手間賃の一部は台所を使わせてもらっているお礼としてスーラに渡している。エマの手元に残るのは少しの小銭だが、稼ぐつもりでやってるわけではないので現状に不満はない。
*
コンコンコン
「こんにちは、ルー」
今日も薬草の買い出しだ。
あれからスーラに聞いた話しだが、ルーのあの美貌で街の男性の評判にならないのかと聞いたが、中性的な雰囲気を生かして街では男性だと言っているそうだ。
それでは反対に女性客が増えそうだが、あの雰囲気に気後れして若い娘たちは遠巻きに憧れているだけらしい。
ルーが女性だと知っているのは彼女が信頼できると思ったわずかな人だけだ。その中にスーラが入っていることに「さすがスーラさんっ」と何やら誇らしかった。
エマにルーが女性であると明かしていいかと目配せしたのは、スーラがエマを信頼してくれたからだ。
「いらっしゃい。エマ」
「またいつもの薬草をいただきにきたの」
「……ああ」
ルーはいつものようにそう返事するが、何か言い淀むようにカウンターから動かない。
エマが不思議に思い、「ルー?」と声をかけると、ルーはためらったあと、「エマ、あの…」と話しを切り出した。

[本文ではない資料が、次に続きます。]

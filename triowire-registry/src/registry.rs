/******************************************************************************
   Author: Joaquín Béjar García
   Email: jb@taunais.com
   Date: 27/1/26
******************************************************************************/

//! Schema registry.
//!
//! Registration happens on a [`RegistryBuilder`]; [`RegistryBuilder::build`]
//! freezes it into a [`SchemaRegistry`] that has no mutating API. Lookups by
//! message type dispatch to the shared [`Codec`].

use bytes::BytesMut;
use std::collections::HashMap;
use std::fmt;
use std::sync::Arc;
use tracing::debug;
use triowire_codec::{Codec, CodecConfig, RealtimeHeader};
use triowire_core::{DecodedRecord, MessageType, RegistryError, Result};
use triowire_schema::RecordSchema;

type RegistryResult<T> = std::result::Result<T, RegistryError>;

/// Lifecycle state of a registry.
#[derive(Debug, Clone, Copy, PartialEq, Eq, Hash)]
pub enum RegistryState {
    /// No schema has been registered.
    Uninitialized,
    /// Schemas are registered and more may be added.
    Populated,
    /// The registry is frozen.
    ReadOnly,
}

impl fmt::Display for RegistryState {
    fn fmt(&self, f: &mut fmt::Formatter<'_>) -> fmt::Result {
        match self {
            Self::Uninitialized => write!(f, "uninitialized"),
            Self::Populated => write!(f, "populated"),
            Self::ReadOnly => write!(f, "read-only"),
        }
    }
}

/// Builder that accepts schema registrations.
#[derive(Debug, Default)]
pub struct RegistryBuilder {
    /// Registered schemas.
    schemas: HashMap<MessageType, Arc<RecordSchema>>,
    /// Codec configuration for the built registry.
    config: CodecConfig,
}

impl RegistryBuilder {
    /// Creates an empty builder with the default codec configuration.
    #[must_use]
    pub fn new() -> Self {
        Self::default()
    }

    /// Sets the codec configuration used by the built registry.
    #[must_use]
    pub fn with_config(mut self, config: CodecConfig) -> Self {
        self.config = config;
        self
    }

    /// Registers a schema under a message type.
    ///
    /// # Arguments
    /// * `key` - The message type, e.g. `"c1101"` or `"c1101OutBlock2"`
    /// * `schema` - The schema to dispatch to
    ///
    /// # Errors
    /// Returns `RegistryError::DuplicateKey` if the key is already
    /// registered, or `InvalidKey` if it is not a valid identifier.
    pub fn register(&mut self, key: &str, schema: Arc<RecordSchema>) -> RegistryResult<()> {
        let key: MessageType = key.parse()?;
        if self.schemas.contains_key(&key) {
            return Err(RegistryError::DuplicateKey {
                key: key.to_string(),
            });
        }
        debug!("registered {} ({} bytes)", key, schema.length());
        self.schemas.insert(key, schema);
        Ok(())
    }

    /// Registers a schema under its own name.
    ///
    /// # Errors
    /// Same as [`register`](Self::register).
    pub fn register_schema(&mut self, schema: Arc<RecordSchema>) -> RegistryResult<()> {
        let key = schema.name().to_string();
        self.register(&key, schema)
    }

    /// Returns true if a schema is registered under the key.
    #[must_use]
    pub fn contains(&self, key: &str) -> bool {
        MessageType::new(key).is_some_and(|k| self.schemas.contains_key(&k))
    }

    /// Returns the number of registered schemas.
    #[must_use]
    pub fn len(&self) -> usize {
        self.schemas.len()
    }

    /// Returns true if nothing has been registered.
    #[must_use]
    pub fn is_empty(&self) -> bool {
        self.schemas.is_empty()
    }

    /// Returns the lifecycle state.
    #[must_use]
    pub fn state(&self) -> RegistryState {
        if self.schemas.is_empty() {
            RegistryState::Uninitialized
        } else {
            RegistryState::Populated
        }
    }

    /// Freezes the builder into a read-only registry.
    #[must_use]
    pub fn build(self) -> SchemaRegistry {
        debug!("schema registry frozen with {} message types", self.schemas.len());
        SchemaRegistry {
            schemas: self.schemas,
            codec: Codec::new(self.config),
        }
    }
}

/// Read-only mapping from message type to schema, with codec dispatch.
///
/// A registry is immutable and may be shared between threads.
#[derive(Debug)]
pub struct SchemaRegistry {
    /// Registered schemas.
    schemas: HashMap<MessageType, Arc<RecordSchema>>,
    /// Codec used for dispatch.
    codec: Codec,
}

impl SchemaRegistry {
    /// Returns the schema registered under a key.
    ///
    /// # Errors
    /// Returns `RegistryError::UnknownMessageType` if nothing is registered.
    pub fn schema(&self, key: &str) -> RegistryResult<&Arc<RecordSchema>> {
        MessageType::new(key)
            .and_then(|k| self.schemas.get(&k))
            .ok_or_else(|| RegistryError::UnknownMessageType {
                key: key.to_string(),
            })
    }

    /// Returns true if a schema is registered under the key.
    #[must_use]
    pub fn contains(&self, key: &str) -> bool {
        self.schema(key).is_ok()
    }

    /// Returns the registered message types in sorted order.
    #[must_use]
    pub fn keys(&self) -> Vec<MessageType> {
        let mut keys: Vec<_> = self.schemas.keys().copied().collect();
        keys.sort();
        keys
    }

    /// Returns the number of registered schemas.
    #[must_use]
    pub fn len(&self) -> usize {
        self.schemas.len()
    }

    /// Returns true if the registry is empty.
    #[must_use]
    pub fn is_empty(&self) -> bool {
        self.schemas.is_empty()
    }

    /// Returns the lifecycle state, which is always read-only.
    #[must_use]
    pub const fn state(&self) -> RegistryState {
        RegistryState::ReadOnly
    }

    /// Returns the codec used for dispatch.
    #[must_use]
    pub const fn codec(&self) -> &Codec {
        &self.codec
    }

    /// Decodes a buffer with the schema registered under `key`.
    ///
    /// # Errors
    /// Returns `Error::Registry` for an unknown key, otherwise the decode
    /// error of the schema.
    pub fn decode(&self, key: &str, buf: &[u8]) -> Result<DecodedRecord> {
        let schema = self.schema(key)?;
        Ok(self.codec.decode(schema, buf)?)
    }

    /// Decodes a buffer of back-to-back records of the schema under `key`.
    ///
    /// # Errors
    /// Returns `Error::Registry` for an unknown key, otherwise the decode
    /// error of the schema.
    pub fn decode_array(&self, key: &str, buf: &[u8]) -> Result<Vec<DecodedRecord>> {
        let schema = self.schema(key)?;
        Ok(self.codec.decode_array(schema, buf)?)
    }

    /// Strips the realtime frame header and decodes the block under `key`.
    ///
    /// # Errors
    /// Returns `Error::Registry` for an unknown key, otherwise the decode
    /// error of the frame or the schema.
    pub fn decode_realtime(
        &self,
        key: &str,
        packet: &[u8],
    ) -> Result<(RealtimeHeader, DecodedRecord)> {
        let schema = self.schema(key)?;
        Ok(self.codec.decode_realtime(schema, packet)?)
    }

    /// Encodes a record with the schema registered under `key`.
    ///
    /// # Errors
    /// Returns `Error::Registry` for an unknown key, otherwise the encode
    /// error of the schema.
    pub fn encode(&self, key: &str, record: &DecodedRecord) -> Result<BytesMut> {
        let schema = self.schema(key)?;
        Ok(self.codec.encode(schema, record)?)
    }

    /// Encodes a record behind a realtime frame header.
    ///
    /// # Errors
    /// Same as [`encode`](Self::encode).
    pub fn encode_realtime(
        &self,
        key: &str,
        header: RealtimeHeader,
        record: &DecodedRecord,
    ) -> Result<BytesMut> {
        let schema = self.schema(key)?;
        Ok(self.codec.encode_realtime(schema, header, record)?)
    }
}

「エマの村の薬のこと聞いたよ…よく効いているそうだね」
「そ、そうなの。なにせ村の秘伝だからねっ」
内心大焦りで慌てながらも誤魔化すようにあはははとわざとらしく笑った。
「エマ、持って回った言い方は好きではないので、単刀直入に聞く」
ルーの真剣な表情にエマはつくり笑いを止めて、ゴクリと唾を飲み込んだ。
「あの薬草の種類ではあんな効果は絶対望めない。エマ、今から言う私の質問に答えてくれないか」
「そのかわり私の秘密を教える。大した秘密ではないが…。エマ、私がみんなに秘密にしていることは、」「いいよ、いいよ、聞かなくていいって。なんか聞いちゃったらすごくダメなような気がするっ」
慌ててルーを遮ると、ルーは困った顔をしてクスリと笑った。